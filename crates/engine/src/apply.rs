// SPDX-License-Identifier: BUSL-1.1
// Copyright (c) 2026 Alfred Jean LLC

//! Apply phase: confirmation, apply request and apply log streaming

use crate::error::BackendError;
use crate::operation::Completion;
use crate::task::OperationTask;
use relay_adapters::{Interrupter, Prompt, Query, RemoteClient, Renderer, StateLocker};
use relay_core::{PlanMode, Run, RunStatus, Workspace};

const APPLY_COMMENT: &str = "Applied by relay";
const DISCARD_COMMENT: &str = "Discarded by relay";

impl<R, L, P, I, Rd> OperationTask<R, L, P, I, Rd>
where
    R: RemoteClient,
    L: StateLocker,
    P: Prompt,
    I: Interrupter,
    Rd: Renderer,
{
    /// Drive a planned run through its apply phase
    pub(crate) async fn apply(
        &self,
        workspace: &Workspace,
        run: Run,
        completion: &Completion,
    ) -> Result<bool, BackendError> {
        if !run.has_changes {
            self.renderer
                .print("No changes. Your infrastructure matches the configuration.");
            return Ok(true);
        }

        let run = self
            .poll_run(&run.id, |r| {
                r.actions.is_confirmable || r.status.is_applying() || r.status == RunStatus::Confirmed
            })
            .await?;
        completion.observe(&run);
        if run.status.is_terminal() {
            return Ok(!run.status.is_failure());
        }

        if run.actions.is_confirmable && !workspace.auto_apply {
            if !self.op.auto_approve {
                self.confirm_apply(workspace, &run).await?;
            }
            self.race(self.remote.apply_run(&run.id, APPLY_COMMENT))
                .await?;
            tracing::info!(run_id = %run.id, "apply requested");
        }

        let run = self.race(self.remote.read_run(&run.id)).await?;
        if let Some(url) = run.apply.as_ref().and_then(|a| a.log_read_url.as_deref()) {
            self.stream_logs(url, false).await?;
        }
        let run = self.poll_run(&run.id, |_| false).await?;
        completion.observe(&run);
        Ok(run.status == RunStatus::Applied)
    }

    /// Ask before applying; anything but "yes" discards the run
    async fn confirm_apply(&self, workspace: &Workspace, run: &Run) -> Result<(), BackendError> {
        let query = match self.op.plan_mode {
            PlanMode::Destroy => Query::new(
                format!(
                    "Do you really want to destroy all resources in workspace \"{}\"?",
                    workspace.name
                ),
                "relay will destroy all your managed infrastructure, as shown above.\nThere is no undo. Only 'yes' will be accepted to confirm.",
            ),
            _ => Query::new(
                format!(
                    "Do you want to perform these actions in workspace \"{}\"?",
                    workspace.name
                ),
                "relay will perform the actions described above.\nOnly 'yes' will be accepted to approve.",
            ),
        };
        let answer = self.interruptible(self.prompt.ask(&query)).await?;
        if answer == "yes" {
            return Ok(());
        }

        let current = self.race(self.remote.read_run(&run.id)).await?;
        if current.actions.is_discardable {
            self.race(self.remote.discard_run(&run.id, DISCARD_COMMENT))
                .await?;
            tracing::info!(run_id = %run.id, "run discarded after declined apply");
        }
        Err(BackendError::ApplyDiscarded)
    }
}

.....

▸ **Task directions**
From the first line to the last, repeat the records exactly.

▸ **Answer space**
filename crates/engine/src/apply.rs
// SPDX-License-Identifier: BUSL-1.1
// Copyright (c) 2026 Alfred Jean LLC

//! Apply phase: confirmation, apply request and apply log streaming

use crate::error::BackendError;
use crate::operation::Completion;
use crate::task::OperationTask;
use relay_adapters::{Interrupter, Prompt, Query, RemoteClient, Renderer, StateLocker};
use relay_core::{PlanMode, Run, RunStatus, Workspace};

const APPLY_COMMENT: &str = "Applied by relay";
const DISCARD_COMMENT: &str = "Discarded by relay";

impl<R, L, P, I, Rd> OperationTask<R, L, P, I, Rd>
where
    R: RemoteClient,
    L: StateLocker,
    P: Prompt,
    I: Interrupter,
    Rd: Renderer,
{
    /// Drive a planned run through its apply phase
    pub(crate) async fn apply(
        &self,
        workspace: &Workspace,
        run: Run,
        completion: &Completion,
    ) -> Result<bool, BackendError> {
        if !run.has_changes {
            self.renderer
                .print("No changes. Your infrastructure matches the configuration.");
            return Ok(true);
        }

        let run = self
            .poll_run(&run.id, |r| {
                r.actions.is_confirmable || r.status.is_applying() || r.status == RunStatus::Confirmed
            })
            .await?;
        completion.observe(&run);
        if run.status.is_terminal() {
            return Ok(!run.status.is_failure());
        }

        if run.actions.is_confirmable && !workspace.auto_apply {
            if !self.op.auto_approve {
                self.confirm_apply(workspace, &run).await?;
            }
            self.race(self.remote.apply_run(&run.id, APPLY_COMMENT))
                .await?;
            tracing::info!(run_id = %run.id, "apply requested");
        }

        let run = self.race(self.remote.read_run(&run.id)).await?;
        if let Some(url) = run.apply.as_ref().and_then(|a| a.log_read_url.as_deref()) {
            self.stream_logs(url, false).await?;
        }
        let run = self.poll_run(&run.id, |_| false).await?;
        completion.observe(&run);
        Ok(run.status == RunStatus::Applied)
    }

    /// Ask before applying; anything but "yes" discards the run
    async fn confirm_apply(&self, workspace: &Workspace, run: &Run) -> Result<(), BackendError> {
        let query = match self.op.plan_mode {
            PlanMode::Destroy => Query::new(
                format!(
                    "Do you really want to destroy all resources in workspace \"{}\"?",
                    workspace.name
                ),
                "relay will destroy all your managed infrastructure, as shown above.\nThere is no undo. Only 'yes' will be accepted to confirm.",
            ),
            _ => Query::new(
                format!(
                    "Do you want to perform these actions in workspace \"{}\"?",
                    workspace.name
                ),
                "relay will perform the actions described above.\nOnly 'yes' will be accepted to approve.",
            ),
        };
        let answer = self.interruptible(self.prompt.ask(&query)).await?;
        if answer == "yes" {
            return Ok(());
        }

        let current = self.race(self.remote.read_run(&run.id)).await?;
        if current.actions.is_discardable {
            self.race(self.remote.discard_run(&run.id, DISCARD_COMMENT))
                .await?;
            tracing::info!(run_id = %run.id, "run discarded after declined apply");
        }
        Err(BackendError::ApplyDiscarded)
    }
}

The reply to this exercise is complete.